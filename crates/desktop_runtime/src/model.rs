use desktop_app_contract::ApplicationId;
use serde::{Deserialize, Serialize};

use crate::config::DesktopLayout;

#[derive(Debug, Clone, Copy, PartialEq, Eq, Serialize, Deserialize)]
pub struct WindowRect {
    pub x: i32,
    pub y: i32,
    pub w: i32,
    pub h: i32,
}

impl WindowRect {
    pub fn with_origin(self, x: i32, y: i32) -> Self {
        Self { x, y, ..self }
    }
}

#[derive(Debug, Clone, Copy, PartialEq, Eq, Serialize, Deserialize)]
pub struct PointerPosition {
    pub x: i32,
    pub y: i32,
}

/// Per-application window record. Keyed by `app_id`; at most one per id.
#[derive(Debug, Clone, PartialEq, Eq, Serialize, Deserialize)]
pub struct WindowState {
    pub app_id: ApplicationId,
    /// Stored geometry. Kept untouched while maximized so un-maximizing restores it.
    pub rect: WindowRect,
    pub minimized: bool,
    pub maximized: bool,
}

#[derive(Debug, Clone, PartialEq, Eq, Serialize, Deserialize)]
pub struct DesktopState {
    pub layout: DesktopLayout,
    /// Insertion order is open order.
    pub windows: Vec<WindowState>,
    pub active_window: Option<ApplicationId>,
    pub start_menu_open: bool,
}

impl Default for DesktopState {
    fn default() -> Self {
        Self::with_layout(DesktopLayout::default())
    }
}

impl DesktopState {
    pub fn with_layout(layout: DesktopLayout) -> Self {
        Self {
            layout,
            windows: Vec::new(),
            active_window: None,
            start_menu_open: false,
        }
    }

    pub fn window(&self, app_id: &ApplicationId) -> Option<&WindowState> {
        self.windows.iter().find(|w| &w.app_id == app_id)
    }

    pub fn window_mut(&mut self, app_id: &ApplicationId) -> Option<&mut WindowState> {
        self.windows.iter_mut().find(|w| &w.app_id == app_id)
    }

    pub fn is_active(&self, app_id: &ApplicationId) -> bool {
        self.active_window.as_ref() == Some(app_id)
    }
}

/// In-progress title-bar drag. Fixed size regardless of how many moves arrive.
#[derive(Debug, Clone, PartialEq, Eq)]
pub struct DragSession {
    pub app_id: ApplicationId,
    /// Pointer position minus window origin at drag start.
    pub offset: PointerPosition,
}

#[derive(Debug, Clone, PartialEq, Eq, Default)]
pub struct InteractionState {
    pub dragging: Option<DragSession>,
}

/// A non-minimized window as the rendering layer should paint it.
#[derive(Debug, Clone, PartialEq, Eq, Serialize)]
pub struct PaintedWindow {
    pub app_id: ApplicationId,
    /// Render-time rect: the viewport when maximized, stored geometry otherwise.
    pub rect: WindowRect,
    /// 1-based stacking position; the active window has the highest value.
    pub z_index: u32,
    pub active: bool,
    pub maximized: bool,
}

#[derive(Debug, Clone, PartialEq, Eq, Serialize)]
pub struct TaskbarEntry {
    pub app_id: ApplicationId,
    pub minimized: bool,
    pub active: bool,
}

/// Read-only view of the session consumed once per UI refresh.
#[derive(Debug, Clone, PartialEq, Eq, Serialize)]
pub struct ShellSnapshot {
    /// Non-minimized windows in paint order (bottom first).
    pub visible: Vec<PaintedWindow>,
    /// Every open window in open order.
    pub taskbar: Vec<TaskbarEntry>,
    pub active_window: Option<ApplicationId>,
    pub start_menu_open: bool,
}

########

To do - Reproduce every line above, keeping each word exactly as it appears.

Written solution -
filename crates/desktop_runtime/src/model.rs
use desktop_app_contract::ApplicationId;
use serde::{Deserialize, Serialize};

use crate::config::DesktopLayout;

#[derive(Debug, Clone, Copy, PartialEq, Eq, Serialize, Deserialize)]
pub struct WindowRect {
    pub x: i32,
    pub y: i32,
    pub w: i32,
    pub h: i32,
}

impl WindowRect {
    pub fn with_origin(self, x: i32, y: i32) -> Self {
        Self { x, y, ..self }
    }
}

#[derive(Debug, Clone, Copy, PartialEq, Eq, Serialize, Deserialize)]
pub struct PointerPosition {
    pub x: i32,
    pub y: i32,
}

/// Per-application window record. Keyed by `app_id`; at most one per id.
#[derive(Debug, Clone, PartialEq, Eq, Serialize, Deserialize)]
pub struct WindowState {
    pub app_id: ApplicationId,
    /// Stored geometry. Kept untouched while maximized so un-maximizing restores it.
    pub rect: WindowRect,
    pub minimized: bool,
    pub maximized: bool,
}

#[derive(Debug, Clone, PartialEq, Eq, Serialize, Deserialize)]
pub struct DesktopState {
    pub layout: DesktopLayout,
    /// Insertion order is open order.
    pub windows: Vec<WindowState>,
    pub active_window: Option<ApplicationId>,
    pub start_menu_open: bool,
}

impl Default for DesktopState {
    fn default() -> Self {
        Self::with_layout(DesktopLayout::default())
    }
}

impl DesktopState {
    pub fn with_layout(layout: DesktopLayout) -> Self {
        Self {
            layout,
            windows: Vec::new(),
            active_window: None,
            start_menu_open: false,
        }
    }

    pub fn window(&self, app_id: &ApplicationId) -> Option<&WindowState> {
        self.windows.iter().find(|w| &w.app_id == app_id)
    }

    pub fn window_mut(&mut self, app_id: &ApplicationId) -> Option<&mut WindowState> {
        self.windows.iter_mut().find(|w| &w.app_id == app_id)
    }

    pub fn is_active(&self, app_id: &ApplicationId) -> bool {
        self.active_window.as_ref() == Some(app_id)
    }
}

/// In-progress title-bar drag. Fixed size regardless of how many moves arrive.
#[derive(Debug, Clone, PartialEq, Eq)]
pub struct DragSession {
    pub app_id: ApplicationId,
    /// Pointer position minus window origin at drag start.
    pub offset: PointerPosition,
}

#[derive(Debug, Clone, PartialEq, Eq, Default)]
pub struct InteractionState {
    pub dragging: Option<DragSession>,
}

/// A non-minimized window as the rendering layer should paint it.
#[derive(Debug, Clone, PartialEq, Eq, Serialize)]
pub struct PaintedWindow {
    pub app_id: ApplicationId,
    /// Render-time rect: the viewport when maximized, stored geometry otherwise.
    pub rect: WindowRect,
    /// 1-based stacking position; the active window has the highest value.
    pub z_index: u32,
    pub active: bool,
    pub maximized: bool,
}

#[derive(Debug, Clone, PartialEq, Eq, Serialize)]
pub struct TaskbarEntry {
    pub app_id: ApplicationId,
    pub minimized: bool,
    pub active: bool,
}

/// Read-only view of the session consumed once per UI refresh.
#[derive(Debug, Clone, PartialEq, Eq, Serialize)]
pub struct ShellSnapshot {
    /// Non-minimized windows in paint order (bottom first).
    pub visible: Vec<PaintedWindow>,
    /// Every open window in open order.
    pub taskbar: Vec<TaskbarEntry>,
    pub active_window: Option<ApplicationId>,
    pub start_menu_open: bool,
}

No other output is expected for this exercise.